Journal of Applied Mathematics
Volume 2012 (2012), Article ID 264842, 18 pages
Research Article

Some Properties of the ( 𝑝 , 𝑞 ) -Fibonacci and ( 𝑝 , 𝑞 ) -Lucas Polynomials

1Department of Mathematics, Hanseo University, Seosan, Chungnam 356-706, Republic of Korea
2Department of Mathematics, Science and Arts Faculty, Pamukkale University, Denizli, Turkey

Received 23 May 2012; Revised 10 July 2012; Accepted 11 July 2012

Academic Editor: Shan Zhao

Copyright © 2012 GwangYeon Lee and Mustafa Asci. This is an open access article distributed under the Creative Commons Attribution License, which permits unrestricted use, distribution, and reproduction in any medium, provided the original work is properly cited.
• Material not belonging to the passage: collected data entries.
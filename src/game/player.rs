//! The player character

use macroquad::color::Color;

use crate::error::GameError;
use crate::render::{rgb, Surface};
use crate::settings::PhysicsSettings;
use super::collision::move_and_collide;
use super::rect::Rect;
use super::sprite::{SkinImages, Sprite, TickContext};

pub const PLAYER_WIDTH: f32 = 30.0;
pub const PLAYER_HEIGHT: f32 = 40.0;
pub const PLAYER_COLOR: Color = rgb(0, 0, 255);

#[derive(Debug, Clone, PartialEq)]
pub struct Player {
    /// Top-left corner
    pub x: f32,
    pub y: f32,
    /// Velocity in pixels per tick (positive y is down)
    pub vx: f32,
    pub vy: f32,
    pub on_ground: bool,
    score: u32,
    speed: f32,
    jump_power: f32,
}

impl Player {
    pub fn new(x: f32, y: f32, physics: &PhysicsSettings) -> Self {
        Self {
            x,
            y,
            vx: 0.0,
            vy: 0.0,
            on_ground: false,
            score: 0,
            speed: physics.player_speed,
            jump_power: physics.jump_power,
        }
    }

    pub fn rect(&self) -> Rect {
        Rect::new(self.x, self.y, PLAYER_WIDTH, PLAYER_HEIGHT)
    }

    pub fn set_rect(&mut self, rect: Rect) {
        self.x = rect.x;
        self.y = rect.y;
    }

    pub fn score(&self) -> u32 {
        self.score
    }

    /// Only takes effect when standing on something.
    pub fn jump(&mut self) {
        if self.on_ground {
            self.vy = self.jump_power;
        }
    }

    pub fn move_left(&mut self) {
        self.vx = -self.speed;
    }

    pub fn move_right(&mut self) {
        self.vx = self.speed;
    }

    pub fn stop(&mut self) {
        self.vx = 0.0;
    }

    pub fn award(&mut self, points: u32) -> Result<(), GameError> {
        self.score = self
            .score
            .checked_add(points)
            .ok_or(GameError::ScoreOverflow { score: self.score, points })?;
        Ok(())
    }
}

impl Sprite for Player {
    fn update(&mut self, ctx: &TickContext) {
        let was_on_ground = self.on_ground;
        let hit = move_and_collide(self, ctx.platforms, ctx.physics);
        if hit.grounded && !was_on_ground {
            tracing::trace!(x = self.x, y = self.y, "landed");
        }
        if hit.hit_ceiling {
            tracing::trace!(x = self.x, y = self.y, "bumped ceiling");
        }
        if hit.hit_wall {
            tracing::trace!(x = self.x, y = self.y, "blocked by wall");
        }
    }

    fn bounding_box(&self) -> Rect {
        self.rect()
    }

    fn draw(&self, surface: &mut dyn Surface, skin: &SkinImages) {
        match &skin.player {
            Some(image) => surface.draw_image(image, self.rect()),
            None => surface.fill_rect(self.rect(), PLAYER_COLOR),
        }
    }
}

#[cfg(test)]
mod tests {
    use super::*;

    fn player() -> Player {
        Player::new(400.0, 500.0, &PhysicsSettings::default())
    }

    #[test]
    fn test_jump_needs_ground() {
        let mut p = player();
        p.jump();
        assert_eq!(p.vy, 0.0);

        p.on_ground = true;
        p.jump();
        assert_eq!(p.vy, -15.0);
    }

    #[test]
    fn test_horizontal_intent_overrides() {
        let mut p = player();
        p.move_left();
        assert_eq!(p.vx, -5.0);
        p.move_right();
        assert_eq!(p.vx, 5.0);
        p.stop();
        assert_eq!(p.vx, 0.0);
    }

    #[test]
    fn test_award_overflow_is_an_error() {
        let mut p = player();
        p.award(10).unwrap();
        assert_eq!(p.score(), 10);

        p.score = u32::MAX - 5;
        assert!(matches!(p.award(10), Err(GameError::ScoreOverflow { .. })));
        assert_eq!(p.score(), u32::MAX - 5);
    }
}
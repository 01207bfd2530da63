//! Collectible coins

use macroquad::color::Color;

use crate::render::{rgb, Surface};
use super::rect::Rect;
use super::sprite::{SkinImages, Sprite, TickContext};

pub const COIN_SIZE: f32 = 20.0;
pub const COIN_COLOR: Color = rgb(255, 255, 0);

/// Phase advance per tick
const PHASE_STEP: f32 = 0.2;
/// Peak bob distance in pixels
const BOB_HEIGHT: f32 = 5.0;

#[derive(Debug, Clone, Copy, PartialEq)]
pub struct Coin {
    x: f32,
    y: f32,
    phase: f32,
}

impl Coin {
    pub fn new(x: f32, y: f32) -> Self {
        Self { x, y, phase: 0.0 }
    }

    #[cfg(test)]
    pub fn phase(&self) -> f32 {
        self.phase
    }

    /// Draw-only vertical offset. The bounding box stays at the anchor.
    pub fn bob_offset(&self) -> f32 {
        (self.phase.sin().abs() * BOB_HEIGHT).floor()
    }
}

impl Sprite for Coin {
    fn update(&mut self, _ctx: &TickContext) {
        self.phase += PHASE_STEP;
    }

    fn bounding_box(&self) -> Rect {
        Rect::new(self.x, self.y, COIN_SIZE, COIN_SIZE)
    }

    fn draw(&self, surface: &mut dyn Surface, skin: &SkinImages) {
        let rect = self.bounding_box().offset(0.0, self.bob_offset());
        match &skin.coin {
            Some(image) => surface.draw_image(image, rect),
            None => surface.fill_circle(rect.center_x(), rect.center_y(), COIN_SIZE * 0.5, COIN_COLOR),
        }
    }
}

#[cfg(test)]
mod tests {
    use super::*;
    use crate::settings::PhysicsSettings;

    #[test]
    fn test_phase_and_bob() {
        let physics = PhysicsSettings::default();
        let ctx = TickContext { platforms: &[], physics: &physics };
        let mut coin = Coin::new(350.0, 350.0);
        assert_eq!(coin.bob_offset(), 0.0);

        for _ in 0..8 {
            coin.update(&ctx);
        }
        // phase 1.6: |sin| ~ 0.9996 → 4
        assert!((coin.phase() - 1.6).abs() < 1e-4);
        assert_eq!(coin.bob_offset(), 4.0);

        for _ in 0..100 {
            coin.update(&ctx);
            assert!((0.0..=5.0).contains(&coin.bob_offset()));
        }
    }

    #[test]
    fn test_bob_does_not_move_bounding_box() {
        let physics = PhysicsSettings::default();
        let ctx = TickContext { platforms: &[], physics: &physics };
        let mut coin = Coin::new(150.0, 250.0);
        for _ in 0..5 {
            coin.update(&ctx);
        }
        assert_eq!(coin.bounding_box(), Rect::new(150.0, 250.0, 20.0, 20.0));
    }
}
Riordan arrays are useful for solving the combinatorial sums by the help of generating functions. Many theorems can be easily proved by Riordan arrays. In this paper we consider the Pascal matrix and define a new generalization of Fibonacci polynomials called ( 𝑝 , 𝑞 ) -Fibonacci polynomials. We obtain combinatorial identities and by using Riordan method we get factorizations of Pascal matrix involving ( 𝑝 , 𝑞 ) -Fibonacci polynomials.